### ASSIGNED TASK
I need the number of lines in the data that contain the word "LocalLauncher", and nothing beyond it.

### SOURCE INFORMATION
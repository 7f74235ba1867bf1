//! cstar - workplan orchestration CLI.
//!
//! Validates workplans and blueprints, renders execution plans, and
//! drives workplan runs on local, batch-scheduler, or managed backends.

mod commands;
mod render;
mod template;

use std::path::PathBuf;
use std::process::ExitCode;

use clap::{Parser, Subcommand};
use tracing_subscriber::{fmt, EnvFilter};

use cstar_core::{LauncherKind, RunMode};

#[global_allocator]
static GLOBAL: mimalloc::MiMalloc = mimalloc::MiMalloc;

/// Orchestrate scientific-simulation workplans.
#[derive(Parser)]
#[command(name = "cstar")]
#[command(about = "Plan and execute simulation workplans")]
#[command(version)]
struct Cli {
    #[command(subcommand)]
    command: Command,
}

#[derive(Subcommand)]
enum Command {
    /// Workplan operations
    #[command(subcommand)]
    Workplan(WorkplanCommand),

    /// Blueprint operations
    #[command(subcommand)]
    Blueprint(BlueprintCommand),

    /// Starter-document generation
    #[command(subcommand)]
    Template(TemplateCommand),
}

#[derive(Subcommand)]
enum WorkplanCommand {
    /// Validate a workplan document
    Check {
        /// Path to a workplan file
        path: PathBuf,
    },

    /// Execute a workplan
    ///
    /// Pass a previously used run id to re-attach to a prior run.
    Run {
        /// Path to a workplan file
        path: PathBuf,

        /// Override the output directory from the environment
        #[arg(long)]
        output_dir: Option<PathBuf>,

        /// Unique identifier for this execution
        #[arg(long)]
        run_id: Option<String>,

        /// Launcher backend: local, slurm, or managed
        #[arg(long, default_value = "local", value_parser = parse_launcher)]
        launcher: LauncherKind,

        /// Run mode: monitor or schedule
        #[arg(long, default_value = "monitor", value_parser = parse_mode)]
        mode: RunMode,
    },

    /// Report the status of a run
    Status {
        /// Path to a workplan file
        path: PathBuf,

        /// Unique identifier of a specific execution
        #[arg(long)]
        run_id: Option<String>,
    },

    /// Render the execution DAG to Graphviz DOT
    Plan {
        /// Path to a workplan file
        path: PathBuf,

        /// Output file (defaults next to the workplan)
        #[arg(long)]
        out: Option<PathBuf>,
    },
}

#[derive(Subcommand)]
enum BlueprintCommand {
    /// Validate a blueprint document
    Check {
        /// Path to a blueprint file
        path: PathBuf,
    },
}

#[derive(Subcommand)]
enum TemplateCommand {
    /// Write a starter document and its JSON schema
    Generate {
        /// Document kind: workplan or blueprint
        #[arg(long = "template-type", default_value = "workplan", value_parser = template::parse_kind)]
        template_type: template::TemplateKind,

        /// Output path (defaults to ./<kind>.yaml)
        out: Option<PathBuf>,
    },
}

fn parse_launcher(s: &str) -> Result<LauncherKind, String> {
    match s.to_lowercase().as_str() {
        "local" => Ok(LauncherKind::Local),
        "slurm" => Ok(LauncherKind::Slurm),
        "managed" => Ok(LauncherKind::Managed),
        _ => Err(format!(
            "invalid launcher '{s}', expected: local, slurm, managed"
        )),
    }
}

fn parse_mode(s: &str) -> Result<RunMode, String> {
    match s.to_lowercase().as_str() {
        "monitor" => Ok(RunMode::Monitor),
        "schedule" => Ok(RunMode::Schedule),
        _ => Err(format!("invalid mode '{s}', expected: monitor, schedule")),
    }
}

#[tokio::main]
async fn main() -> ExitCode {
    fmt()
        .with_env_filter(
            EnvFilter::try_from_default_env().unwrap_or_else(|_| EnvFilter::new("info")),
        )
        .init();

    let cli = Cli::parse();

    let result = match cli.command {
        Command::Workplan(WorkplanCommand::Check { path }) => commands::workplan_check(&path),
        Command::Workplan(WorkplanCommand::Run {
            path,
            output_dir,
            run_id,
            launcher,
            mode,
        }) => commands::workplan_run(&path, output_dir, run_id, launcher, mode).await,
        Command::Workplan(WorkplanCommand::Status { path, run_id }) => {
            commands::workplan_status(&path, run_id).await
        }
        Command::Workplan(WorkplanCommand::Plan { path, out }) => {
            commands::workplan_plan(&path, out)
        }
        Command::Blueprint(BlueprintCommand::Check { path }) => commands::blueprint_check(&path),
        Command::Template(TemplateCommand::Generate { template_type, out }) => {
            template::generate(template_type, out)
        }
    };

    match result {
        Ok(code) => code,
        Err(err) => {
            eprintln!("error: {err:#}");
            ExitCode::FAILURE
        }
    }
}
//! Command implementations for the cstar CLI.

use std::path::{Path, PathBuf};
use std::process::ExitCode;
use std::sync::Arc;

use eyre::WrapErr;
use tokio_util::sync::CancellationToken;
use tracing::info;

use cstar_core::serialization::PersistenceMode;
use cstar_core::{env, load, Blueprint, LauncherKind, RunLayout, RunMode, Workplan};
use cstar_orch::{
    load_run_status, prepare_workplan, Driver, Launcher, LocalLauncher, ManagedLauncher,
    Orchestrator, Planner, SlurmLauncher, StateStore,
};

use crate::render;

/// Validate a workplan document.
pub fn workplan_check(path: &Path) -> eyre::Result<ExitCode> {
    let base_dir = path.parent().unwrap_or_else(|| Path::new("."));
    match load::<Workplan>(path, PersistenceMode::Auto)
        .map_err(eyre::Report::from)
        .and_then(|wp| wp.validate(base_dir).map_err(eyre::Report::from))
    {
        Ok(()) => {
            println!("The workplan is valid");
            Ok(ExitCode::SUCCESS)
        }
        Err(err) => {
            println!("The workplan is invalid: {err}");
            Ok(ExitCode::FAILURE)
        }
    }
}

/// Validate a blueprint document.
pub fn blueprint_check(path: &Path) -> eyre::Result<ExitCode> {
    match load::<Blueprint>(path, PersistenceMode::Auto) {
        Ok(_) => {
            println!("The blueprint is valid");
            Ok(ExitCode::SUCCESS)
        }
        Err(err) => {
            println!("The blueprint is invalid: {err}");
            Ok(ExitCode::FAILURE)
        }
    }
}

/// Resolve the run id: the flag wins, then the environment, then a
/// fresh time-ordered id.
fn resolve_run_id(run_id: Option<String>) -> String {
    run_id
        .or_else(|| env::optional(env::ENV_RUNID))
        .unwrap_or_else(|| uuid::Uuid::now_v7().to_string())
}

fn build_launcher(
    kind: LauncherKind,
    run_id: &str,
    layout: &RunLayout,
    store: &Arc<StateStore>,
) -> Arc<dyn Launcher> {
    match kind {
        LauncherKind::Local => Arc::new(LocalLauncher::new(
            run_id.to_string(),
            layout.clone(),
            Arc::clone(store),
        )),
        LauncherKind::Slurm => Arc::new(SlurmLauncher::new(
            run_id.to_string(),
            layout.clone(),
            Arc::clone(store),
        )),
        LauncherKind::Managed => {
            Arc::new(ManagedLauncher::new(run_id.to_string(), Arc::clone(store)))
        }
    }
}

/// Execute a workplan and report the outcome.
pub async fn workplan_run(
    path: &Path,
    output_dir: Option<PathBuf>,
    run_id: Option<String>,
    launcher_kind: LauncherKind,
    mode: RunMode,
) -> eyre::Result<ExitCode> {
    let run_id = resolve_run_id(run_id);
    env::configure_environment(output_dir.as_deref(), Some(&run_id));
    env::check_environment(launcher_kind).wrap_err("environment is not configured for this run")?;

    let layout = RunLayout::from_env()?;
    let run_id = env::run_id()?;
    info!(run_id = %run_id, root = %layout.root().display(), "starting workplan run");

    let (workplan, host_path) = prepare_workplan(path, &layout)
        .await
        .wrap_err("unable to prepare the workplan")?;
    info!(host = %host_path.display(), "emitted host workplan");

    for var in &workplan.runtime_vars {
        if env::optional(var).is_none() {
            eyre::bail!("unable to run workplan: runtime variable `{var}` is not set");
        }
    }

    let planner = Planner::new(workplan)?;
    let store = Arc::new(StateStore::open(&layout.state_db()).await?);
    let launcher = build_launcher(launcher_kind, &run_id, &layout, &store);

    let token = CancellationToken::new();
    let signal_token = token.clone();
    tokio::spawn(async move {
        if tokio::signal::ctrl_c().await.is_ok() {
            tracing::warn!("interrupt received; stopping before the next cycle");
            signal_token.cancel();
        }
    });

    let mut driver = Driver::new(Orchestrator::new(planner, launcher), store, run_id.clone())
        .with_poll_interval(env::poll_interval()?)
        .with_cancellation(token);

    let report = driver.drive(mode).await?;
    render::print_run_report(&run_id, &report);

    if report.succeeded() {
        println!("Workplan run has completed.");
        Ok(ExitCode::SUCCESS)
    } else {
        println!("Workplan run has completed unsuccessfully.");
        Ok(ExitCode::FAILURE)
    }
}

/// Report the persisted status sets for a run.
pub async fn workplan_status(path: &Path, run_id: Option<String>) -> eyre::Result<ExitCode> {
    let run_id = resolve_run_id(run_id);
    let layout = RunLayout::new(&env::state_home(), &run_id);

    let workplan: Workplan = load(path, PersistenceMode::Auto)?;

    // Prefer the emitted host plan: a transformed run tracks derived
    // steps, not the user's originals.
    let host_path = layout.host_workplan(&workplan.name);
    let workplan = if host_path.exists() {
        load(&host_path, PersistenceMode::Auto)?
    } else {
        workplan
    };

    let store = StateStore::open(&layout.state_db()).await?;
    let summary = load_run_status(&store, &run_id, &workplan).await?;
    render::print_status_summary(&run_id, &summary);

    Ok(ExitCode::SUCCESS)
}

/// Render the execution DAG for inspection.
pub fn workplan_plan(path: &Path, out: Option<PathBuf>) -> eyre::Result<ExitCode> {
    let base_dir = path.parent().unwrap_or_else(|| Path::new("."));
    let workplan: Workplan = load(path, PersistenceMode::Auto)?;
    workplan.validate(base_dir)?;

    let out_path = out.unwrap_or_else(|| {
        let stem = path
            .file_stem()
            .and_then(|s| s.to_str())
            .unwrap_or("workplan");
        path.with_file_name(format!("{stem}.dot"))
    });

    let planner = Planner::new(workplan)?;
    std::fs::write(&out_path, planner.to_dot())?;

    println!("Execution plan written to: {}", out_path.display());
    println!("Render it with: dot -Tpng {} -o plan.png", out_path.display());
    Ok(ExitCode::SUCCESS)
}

### REPLY TO THE EXERCISE
2